Whilst there are reasonable misgivings to be had over the cultural, environmental, and practical appropriateness of some of the solutions being touted, this remains a great step forward. Menstruators the world over need something to bleed on or in, and they must be able to do so without embarrassment.
As Professor Chris Bobel repeatedly says, “Pads can’t fix prejudice”. Menstrual products have traditionally been advertised as a way to hide the fact that you are menstruating.
Most of us have been taught from a young age that menstruation is shameful and shouldn’t be talked about. This has a very high cost. The distress of staining her school uniform with period blood recently led a Kenyan girl to commit suicide.
Despite current progress, these policies often overlook the fact that menstruators also need to be able to do something with their used materials, whether that be washing or disposing of them.
This too is shrouded in taboo, as another expert, Hannah Robinson, discovered via research into menstrual disposal behaviours. Her work showed that across all countries the strongest factor linked with disposal behaviour is girls’ fear of exposing their menstrual status.
Her results made me reflect on my own experience.

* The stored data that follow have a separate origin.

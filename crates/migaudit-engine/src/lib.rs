//! migaudit engine - reconciliation and audit orchestration
//!
//! This crate implements the audit logic on top of the adapters:
//! - Pure comparisons of two sides' fetched metadata
//! - Assembly of an immutable audit result
//! - The runner that fetches both sides and folds failures into data

pub mod reconcile;
pub mod audit;
pub mod runner;

pub use audit::{AuditResult, BothSides, SideFetch};
pub use reconcile::{
    compare_columns, compare_date_counts, compare_existence, compare_totals, ColumnDiff,
    DateCountDiff, DateCountRow, ExistenceVerdict, TotalsVerdict, TypeMismatch,
};
pub use runner::AuditRunner;
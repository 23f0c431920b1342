//! Warehouse adapters for migration audits
//!
//! Each adapter answers the five questions an audit asks of one warehouse:
//! does the table exist, what do a few rows look like, how many rows are
//! there, how are they spread over recent days, and which columns does the
//! table have.
//!
//! ## Features
//!
//! Enable warehouse support via Cargo features:
//! - `snowflake` - Snowflake (migration origin)
//! - `redshift` - Amazon Redshift (migration target, PostgreSQL protocol)
//! - `all-warehouses` - Both adapters
//!
//! ## Example
//!
//! ```rust,ignore
//! use migaudit_catalog::{RedshiftAdapter, SourceAdapter};
//! use migaudit_core::{AuditConfig, SourceKind};
//!
//! let config = AuditConfig::default();
//! let adapter = RedshiftAdapter::new(config.target.clone());
//! let table = config.resolver().resolve("mfs_lending.loans", SourceKind::Target)?;
//! let total = adapter.total_count(&table).await?;
//! ```

pub mod adapter;
pub mod query;
pub mod snowflake;
pub mod redshift;
pub mod mock;

pub use adapter::SourceAdapter;
pub use mock::{MockAdapter, MockAdapterBuilder, MockOperation, MockRequest, MockTable};
pub use redshift::RedshiftAdapter;
pub use snowflake::SnowflakeAdapter;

I come from a family of three girls, with a mum who instilled feminist values in me from a young age. Yet during my teenage years, I would carefully wrap used pads in toilet paper, tuck them inside my pants, and dash to the other end of the house to dispose of them in Mum’s bathroom bin.

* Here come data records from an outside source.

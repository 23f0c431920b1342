//! PDF rendering via genpdf
//!
//! Every page carries the report title as a bold centered header and a
//! centered "Page N" footer. Tables are drawn with full cell borders.

use crate::document::{Block, ReportDocument, TableBlock};
use crate::error::ReportError;
use genpdf::elements::{Break, FrameCellDecorator, LinearLayout, Paragraph, TableLayout, UnorderedList};
use genpdf::render::Area;
use genpdf::style::Style;
use genpdf::{Alignment, Context, Document, Element as _, Mm, PageDecorator, Position, SimplePageDecorator};
use migaudit_core::ReportSettings;
use std::path::PathBuf;

const MARGIN_MM: i32 = 10;
const FOOTER_HEIGHT_MM: i32 = 8;
const BODY_FONT_SIZE: u8 = 10;
const HEADING_FONT_SIZE: u8 = 14;
const TABLE_TITLE_FONT_SIZE: u8 = 12;

/// Page decorator adding the running header and the page-number footer
struct AuditPageDecorator {
    inner: SimplePageDecorator,
    page: usize,
}

impl AuditPageDecorator {
    fn new(title: String) -> Self {
        let mut inner = SimplePageDecorator::new();
        inner.set_margins(MARGIN_MM);
        inner.set_header(move |_page| {
            let mut layout = LinearLayout::vertical();
            layout.push(
                Paragraph::new(title.clone())
                    .aligned(Alignment::Center)
                    .styled(Style::new().bold()),
            );
            layout.push(Break::new(1));
            layout
        });
        Self { inner, page: 0 }
    }
}

impl PageDecorator for AuditPageDecorator {
    fn decorate_page<'a>(
        &mut self,
        context: &Context,
        area: Area<'a>,
        style: Style,
    ) -> Result<Area<'a>, genpdf::error::Error> {
        self.page += 1;
        let mut area = self.inner.decorate_page(context, area, style)?;

        let footer_height = Mm::from(FOOTER_HEIGHT_MM);
        let body_height = area.size().height - footer_height;

        let mut footer_area = area.clone();
        footer_area.add_offset(Position::new(0, body_height));
        let mut footer = Paragraph::new(format!("Page {}", self.page)).aligned(Alignment::Center);
        footer.render(context, footer_area, style)?;

        area.set_height(body_height);
        Ok(area)
    }
}

/// Lays out a report document as PDF
#[derive(Debug, Clone)]
pub struct PdfRenderer {
    font_dir: PathBuf,
    font_family: String,
}

impl PdfRenderer {
    pub fn new(font_dir: impl Into<PathBuf>, font_family: impl Into<String>) -> Self {
        Self {
            font_dir: font_dir.into(),
            font_family: font_family.into(),
        }
    }

    pub fn from_settings(settings: &ReportSettings) -> Self {
        Self::new(settings.font_dir.clone(), settings.font_family.clone())
    }

    fn load_fonts(&self) -> Result<genpdf::fonts::FontFamily<genpdf::fonts::FontData>, ReportError> {
        genpdf::fonts::from_files(&self.font_dir, &self.font_family, None).map_err(|e| {
            ReportError::FontError(format!(
                "cannot load font family {} from {}: {}",
                self.font_family,
                self.font_dir.display(),
                e
            ))
        })
    }

    /// Render the document to PDF bytes
    pub fn render(&self, report: &ReportDocument) -> Result<Vec<u8>, ReportError> {
        let fonts = self.load_fonts()?;

        let mut doc = Document::new(fonts);
        doc.set_title(report.title.clone());
        doc.set_font_size(BODY_FONT_SIZE);
        doc.set_page_decorator(AuditPageDecorator::new(report.title.clone()));

        for block in &report.blocks {
            match block {
                Block::Heading(text) => {
                    doc.push(Break::new(1));
                    doc.push(Paragraph::new(text.clone()).styled(Style::new().bold().with_font_size(HEADING_FONT_SIZE)));
                    doc.push(Break::new(0.5));
                }
                Block::Paragraph(text) => {
                    doc.push(Paragraph::new(text.clone()));
                    doc.push(Break::new(0.5));
                }
                Block::Bullets(items) => {
                    let mut list = UnorderedList::new();
                    for item in items {
                        list.push(Paragraph::new(item.clone()));
                    }
                    doc.push(list);
                    doc.push(Break::new(0.5));
                }
                Block::Table(table) => {
                    doc.push(
                        Paragraph::new(table.title.clone())
                            .styled(Style::new().bold().with_font_size(TABLE_TITLE_FONT_SIZE)),
                    );
                    doc.push(Break::new(0.5));
                    doc.push(table_layout(table)?);
                    doc.push(Break::new(1));
                }
            }
        }

        let mut bytes = Vec::new();
        doc.render(&mut bytes)
            .map_err(|e| ReportError::RenderError(e.to_string()))?;

        tracing::debug!(size = bytes.len(), "Rendered PDF report");
        Ok(bytes)
    }
}

fn table_layout(table: &TableBlock) -> Result<TableLayout, ReportError> {
    let mut layout = TableLayout::new(table.column_weights());
    layout.set_cell_decorator(FrameCellDecorator::new(true, true, false));

    let mut header = layout.row();
    for title in &table.headers {
        header.push_element(
            Paragraph::new(title.clone())
                .styled(Style::new().bold())
                .padded(1),
        );
    }
    header
        .push()
        .map_err(|e| ReportError::RenderError(format!("table {}: {}", table.title, e)))?;

    for row in 0..table.rows.len() {
        let mut cells = layout.row();
        for column in 0..table.column_count() {
            cells.push_element(Paragraph::new(table.cell(row, column).to_string()).padded(1));
        }
        cells
            .push()
            .map_err(|e| ReportError::RenderError(format!("table {}: {}", table.title, e)))?;
    }

    Ok(layout)
}

#[cfg(test)]
mod tests {
    use super::*;

    #[test]
    fn test_missing_fonts_are_reported() {
        let dir = tempfile::tempdir().unwrap();
        let renderer = PdfRenderer::new(dir.path(), "NoSuchFont");

        let err = renderer.render(&ReportDocument::new("Audit")).unwrap_err();
        assert!(matches!(err, ReportError::FontError(_)));
        assert!(err.to_string().contains("NoSuchFont"));
    }

    #[test]
    fn test_ragged_rows_are_padded() {
        let table = TableBlock::new("t", &["a", "b"])
            .with_row(vec!["1".to_string()])
            .with_row(vec!["1".to_string(), "2".to_string(), "3".to_string()]);
        assert!(table_layout(&table).is_ok());
    }
}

I didn’t want my Dad or my sisters to know I had my period. I wouldn’t even talk to my Mum about it; each month I would find a packet of pads on my bed – there was no way I could face the humiliation of purchasing them myself.
Had I been open about my period it was unlikely I would be told I was being offensive and inappropriate. Yet I still hid, or at least attempted to hide, my menstrual status, even from those closest to me.
Being able to manage one’s period is a human right. This includes materials to bleed on or in, clean facilities in which to manage menstruation, and a place to wash or discard of used items. For some households, these items are not prioritised in the budget and external assistance is necessary.
Menstruators also need to know that their period is not shameful and that they can ask for help when they need it – whether that be from within their household or not. There are many who would rather use wadded up toilet paper or dirty textiles to hide their menstrual status than talk about it or ask for assistance.
Period poverty is real, and policies to combat it must go beyond the physical and include the social. They must work on erasing the shame menstruators feel for a normal bodily function.
In an era where it’s not uncommon to turn the television on to see blood splattered across a wall, we should be able to end the shame half the population feels for losing a few tablespoons of blood each month.